Riley left an Oklahoma athletic department that was the definition of a well-oiled machine under longtime director Joe Castiglione to come to USC where Bohn and his chief of staff Brandon Sosna were just starting to push the Trojans’ resource base into the new millennium. USC football was so understaffed when Bohn arrived that he didn’t find it fair to evaluate Clay Helton until they’d put more in place around him.
Riley is calculated about everything. He has a high standard for the people he works with. He told me last month at Pac-12 Media Day that he found out about Bohn’s resignation like the rest of us.

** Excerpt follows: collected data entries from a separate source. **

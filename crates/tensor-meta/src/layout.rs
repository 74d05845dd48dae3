// Copyright (c) 2025 Dimitris Kafetzis
//
// Licensed under the MIT License.
// See LICENSE file in the project root for full license information.
//
// SPDX-License-Identifier: MIT

//! Axis layout descriptors.

use std::fmt;

/// A string naming the meaning of each tensor axis, e.g. `"HWC"`.
///
/// The empty layout means "don't care" and is compatible with any other
/// layout. Layouts are only compared, never interpreted.
#[derive(Debug, Clone, PartialEq, Eq, Hash, Default, serde::Serialize, serde::Deserialize)]
#[serde(transparent)]
pub struct TensorLayout(String);

impl TensorLayout {
    /// Creates a layout from its axis string.
    pub fn new(axes: impl Into<String>) -> Self {
        Self(axes.into())
    }

    /// The empty ("don't care") layout.
    pub fn empty() -> Self {
        Self(String::new())
    }

    /// Returns `true` for the "don't care" layout.
    pub fn is_empty(&self) -> bool {
        self.0.is_empty()
    }

    /// Returns the axis string.
    pub fn as_str(&self) -> &str {
        &self.0
    }

    /// Two layouts are compatible when either is empty or both are equal.
    pub fn is_compatible(&self, other: &TensorLayout) -> bool {
        self.is_empty() || other.is_empty() || self == other
    }
}

impl fmt::Display for TensorLayout {
    fn fmt(&self, f: &mut fmt::Formatter<'_>) -> fmt::Result {
        f.write_str(&self.0)
    }
}

impl From<&str> for TensorLayout {
    fn from(axes: &str) -> Self {
        Self::new(axes)
    }
}

#[cfg(test)]
mod tests {
    use super::*;

    #[test]
    fn test_empty_is_compatible_with_anything() {
        let hwc = TensorLayout::from("HWC");
        assert!(TensorLayout::empty().is_compatible(&hwc));
        assert!(hwc.is_compatible(&TensorLayout::empty()));
        assert!(hwc.is_compatible(&TensorLayout::new("HWC")));
        assert!(!hwc.is_compatible(&TensorLayout::new("CHW")));
    }

    #[test]
    fn test_display() {
        assert_eq!(TensorLayout::from("NHWC").to_string(), "NHWC");
        assert_eq!(TensorLayout::default().as_str(), "");
    }
}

“I found out about 15 minutes before you did or before the rest of the world did,” he said. “It was totally out of left field.”
Having a new boss within 18 months, especially under those circumstances, could not have been what Riley foresaw when he moved his young family across the country. He had already lost the impressive Sosna, the athletic department’s point man on football who headed the process that landed Riley, to a job with the Detroit Lions.
I asked Riley about the search for the new athletic director.
“Listen,” Riley said, “this position, I don’t know what it was like a few years ago when they went through a search, whoever the next athletic director is will be walking into a pretty good situation.”
What Riley didn’t say — and possibly doesn’t even fully realize — is he’s the reason for that. Cohen starts on Day 1 with one of the top young football coaches in the sport, not just college football. But his desirability ramps up the pressure, too. The moment Riley doesn’t see the department’s trajectory on the same path as his own is the moment some NFL owner could potentially sway him to make another bold career move.
“The elite coaches that we have here are a driver for me,” Cohen said. “These coaches are tireless. They show up every day trying to be the best. I’m excited to serve them. I like being around other people who want to be the best.”
She and Riley should work quite well together then.
Cohen is taking over at the right time, too. USC has announced ambitious plans for a state-of-the-art football facility, and, luckily, Cohen’s specialty at Washington has long been fundraising.
At USC, it always comes back to this: If Cohen gives Riley what he needs, USC donors will gladly give her what she needs.